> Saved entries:
══════════════════════════════
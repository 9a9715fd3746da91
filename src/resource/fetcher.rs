use super::file::FileClient;
use super::{ResourceClient, ResourceError};
use std::path::{Path, PathBuf};
use std::sync::atomic::{AtomicU64, Ordering};
use tracing::{debug, instrument, warn};

static PARTIAL_FILES: AtomicU64 = AtomicU64::new(0);

/// Where a cloud's files live.
#[derive(Clone, Debug, PartialEq, Eq)]
pub enum StorageContext {
    Local {
        base_path: PathBuf,
    },
    /// Files are downloaded from `base_url` and mirrored below `mirror_path`.
    Remote {
        base_url: String,
        mirror_path: PathBuf,
    },
}

impl StorageContext {
    pub fn is_remote(&self) -> bool {
        matches!(self, StorageContext::Remote { .. })
    }

    /// Directory checked first for every file of the cloud.
    pub fn local_root(&self) -> &Path {
        match self {
            StorageContext::Local { base_path } => base_path,
            StorageContext::Remote { mirror_path, .. } => mirror_path,
        }
    }

    pub fn local_path(&self, relative: &str) -> PathBuf {
        self.local_root().join(relative)
    }

    pub fn remote_url(&self, relative: &str) -> Option<String> {
        match self {
            StorageContext::Local { .. } => None,
            StorageContext::Remote { base_url, .. } => {
                Some(format!("{}/{}", base_url.trim_end_matches('/'), relative))
            }
        }
    }
}

/// Relative path of a Potree 1.x chunk file.
///
/// The address is cut into `step`-long segments, each one a directory, e.g.
/// with a step of 3 node `0123456` lives at `data/r/012/345/r0123456.bin`.
pub fn chunk_path(octree_dir: &str, address: &str, step: usize, extension: &str) -> String {
    let mut path = String::new();
    let octree_dir = octree_dir.trim_end_matches('/');
    if !octree_dir.is_empty() {
        path.push_str(octree_dir);
        path.push('/');
    }
    path.push_str("r/");

    if step > 0 {
        for level in 0..address.len() / step {
            path.push_str(&address[level * step..(level + 1) * step]);
            path.push('/');
        }
    }

    path.push('r');
    path.push_str(address);
    path.push_str(extension);
    path
}

/// Writes `bytes` next to `path` under a unique name, then renames it into
/// place. Readers of the mirror see either no file or the complete one.
async fn write_mirror_file(path: &Path, bytes: &[u8]) -> Result<(), ResourceError> {
    if let Some(parent) = path.parent() {
        tokio::fs::create_dir_all(parent).await?;
    }

    let file_name = path
        .file_name()
        .map(|name| name.to_string_lossy().into_owned())
        .unwrap_or_default();
    let partial = path.with_file_name(format!(
        "{}.{}-{}.part",
        file_name,
        std::process::id(),
        PARTIAL_FILES.fetch_add(1, Ordering::Relaxed)
    ));

    let written = match tokio::fs::write(&partial, bytes).await {
        Ok(()) => tokio::fs::rename(&partial, path).await,
        Err(error) => Err(error),
    };
    if let Err(error) = written {
        warn!(path = %path.display(), %error, "could not mirror file");
        let _ = tokio::fs::remove_file(&partial).await;
        return Err(error.into());
    }
    Ok(())
}

/// Byte access to the files of one cloud, local first and remote second.
pub struct DataFetcher<C: ResourceClient> {
    storage: StorageContext,
    local: FileClient,
    remote: C,
}

impl<C: ResourceClient> DataFetcher<C> {
    pub fn new(storage: StorageContext, remote: C) -> Self {
        Self {
            storage,
            local: FileClient,
            remote,
        }
    }

    pub fn storage(&self) -> &StorageContext {
        &self.storage
    }

    /// Reads a whole file. Remote files are downloaded once into the mirror
    /// and served from there afterwards.
    #[instrument(skip(self))]
    pub async fn fetch(&self, relative: &str) -> Result<Vec<u8>, ResourceError> {
        let path = self.storage.local_path(relative);
        if tokio::fs::try_exists(&path).await? {
            return self.local.read_file(&path).await;
        }

        let Some(url) = self.storage.remote_url(relative) else {
            return Err(ResourceError::NotFound(path.display().to_string()));
        };

        debug!(%url, "downloading into mirror");
        let bytes = self.remote.get(&url, None).await?;
        write_mirror_file(&path, &bytes).await?;

        Ok(bytes)
    }

    /// Loads the chunk file of a Potree 1.x node, `.hrc` or `.bin`.
    pub async fn find_and_load_chunk(
        &self,
        octree_dir: &str,
        address: &str,
        step: usize,
        extension: &str,
    ) -> Result<Vec<u8>, ResourceError> {
        self.fetch(&chunk_path(octree_dir, address, step, extension))
            .await
    }

    /// Reads `size` bytes at `offset` of a shared file such as `octree.bin`.
    ///
    /// An empty range returns immediately. A remote read returns fewer bytes
    /// when the response ends early; callers compare the length.
    #[instrument(skip(self))]
    pub async fn read_range(
        &self,
        resource: &str,
        offset: u64,
        size: u64,
    ) -> Result<Vec<u8>, ResourceError> {
        if size == 0 {
            return Ok(Vec::new());
        }
        let size = usize::try_from(size)
            .map_err(|_| ResourceError::Other(format!("Range of {} bytes is too large", size)))?;

        let path = self.storage.local_path(resource);
        match self.storage.remote_url(resource) {
            None => self.local.read_file_range(&path, offset, size).await,
            Some(url) => {
                if tokio::fs::try_exists(&path).await? {
                    return self.local.read_file_range(&path, offset, size).await;
                }
                self.remote.get_range(&url, offset, size, None).await
            }
        }
    }
}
══════════════════════════════
> WORK TO COMPLETE: Each line above is to be reproduced exactly.

> OUTPUT BELOW:
repository 9a9715fd3746da91
filename src/resource/fetcher.rs
use super::file::FileClient;
use super::{ResourceClient, ResourceError};
use std::path::{Path, PathBuf};
use std::sync::atomic::{AtomicU64, Ordering};
use tracing::{debug, instrument, warn};

static PARTIAL_FILES: AtomicU64 = AtomicU64::new(0);

/// Where a cloud's files live.
#[derive(Clone, Debug, PartialEq, Eq)]
pub enum StorageContext {
    Local {
        base_path: PathBuf,
    },
    /// Files are downloaded from `base_url` and mirrored below `mirror_path`.
    Remote {
        base_url: String,
        mirror_path: PathBuf,
    },
}

impl StorageContext {
    pub fn is_remote(&self) -> bool {
        matches!(self, StorageContext::Remote { .. })
    }

    /// Directory checked first for every file of the cloud.
    pub fn local_root(&self) -> &Path {
        match self {
            StorageContext::Local { base_path } => base_path,
            StorageContext::Remote { mirror_path, .. } => mirror_path,
        }
    }

    pub fn local_path(&self, relative: &str) -> PathBuf {
        self.local_root().join(relative)
    }

    pub fn remote_url(&self, relative: &str) -> Option<String> {
        match self {
            StorageContext::Local { .. } => None,
            StorageContext::Remote { base_url, .. } => {
                Some(format!("{}/{}", base_url.trim_end_matches('/'), relative))
            }
        }
    }
}

/// Relative path of a Potree 1.x chunk file.
///
/// The address is cut into `step`-long segments, each one a directory, e.g.
/// with a step of 3 node `0123456` lives at `data/r/012/345/r0123456.bin`.
pub fn chunk_path(octree_dir: &str, address: &str, step: usize, extension: &str) -> String {
    let mut path = String::new();
    let octree_dir = octree_dir.trim_end_matches('/');
    if !octree_dir.is_empty() {
        path.push_str(octree_dir);
        path.push('/');
    }
    path.push_str("r/");

    if step > 0 {
        for level in 0..address.len() / step {
            path.push_str(&address[level * step..(level + 1) * step]);
            path.push('/');
        }
    }

    path.push('r');
    path.push_str(address);
    path.push_str(extension);
    path
}

/// Writes `bytes` next to `path` under a unique name, then renames it into
/// place. Readers of the mirror see either no file or the complete one.
async fn write_mirror_file(path: &Path, bytes: &[u8]) -> Result<(), ResourceError> {
    if let Some(parent) = path.parent() {
        tokio::fs::create_dir_all(parent).await?;
    }

    let file_name = path
        .file_name()
        .map(|name| name.to_string_lossy().into_owned())
        .unwrap_or_default();
    let partial = path.with_file_name(format!(
        "{}.{}-{}.part",
        file_name,
        std::process::id(),
        PARTIAL_FILES.fetch_add(1, Ordering::Relaxed)
    ));

    let written = match tokio::fs::write(&partial, bytes).await {
        Ok(()) => tokio::fs::rename(&partial, path).await,
        Err(error) => Err(error),
    };
    if let Err(error) = written {
        warn!(path = %path.display(), %error, "could not mirror file");
        let _ = tokio::fs::remove_file(&partial).await;
        return Err(error.into());
    }
    Ok(())
}

/// Byte access to the files of one cloud, local first and remote second.
pub struct DataFetcher<C: ResourceClient> {
    storage: StorageContext,
    local: FileClient,
    remote: C,
}

impl<C: ResourceClient> DataFetcher<C> {
    pub fn new(storage: StorageContext, remote: C) -> Self {
        Self {
            storage,
            local: FileClient,
            remote,
        }
    }

    pub fn storage(&self) -> &StorageContext {
        &self.storage
    }

    /// Reads a whole file. Remote files are downloaded once into the mirror
    /// and served from there afterwards.
    #[instrument(skip(self))]
    pub async fn fetch(&self, relative: &str) -> Result<Vec<u8>, ResourceError> {
        let path = self.storage.local_path(relative);
        if tokio::fs::try_exists(&path).await? {
            return self.local.read_file(&path).await;
        }

        let Some(url) = self.storage.remote_url(relative) else {
            return Err(ResourceError::NotFound(path.display().to_string()));
        };

        debug!(%url, "downloading into mirror");
        let bytes = self.remote.get(&url, None).await?;
        write_mirror_file(&path, &bytes).await?;

        Ok(bytes)
    }

    /// Loads the chunk file of a Potree 1.x node, `.hrc` or `.bin`.
    pub async fn find_and_load_chunk(
        &self,
        octree_dir: &str,
        address: &str,
        step: usize,
        extension: &str,
    ) -> Result<Vec<u8>, ResourceError> {
        self.fetch(&chunk_path(octree_dir, address, step, extension))
            .await
    }

    /// Reads `size` bytes at `offset` of a shared file such as `octree.bin`.
    ///
    /// An empty range returns immediately. A remote read returns fewer bytes
    /// when the response ends early; callers compare the length.
    #[instrument(skip(self))]
    pub async fn read_range(
        &self,
        resource: &str,
        offset: u64,
        size: u64,
    ) -> Result<Vec<u8>, ResourceError> {
        if size == 0 {
            return Ok(Vec::new());
        }
        let size = usize::try_from(size)
            .map_err(|_| ResourceError::Other(format!("Range of {} bytes is too large", size)))?;

        let path = self.storage.local_path(resource);
        match self.storage.remote_url(resource) {
            None => self.local.read_file_range(&path, offset, size).await,
            Some(url) => {
                if tokio::fs::try_exists(&path).await? {
                    return self.local.read_file_range(&path, offset, size).await;
                }
                self.remote.get_range(&url, offset, size, None).await
            }
        }
    }
}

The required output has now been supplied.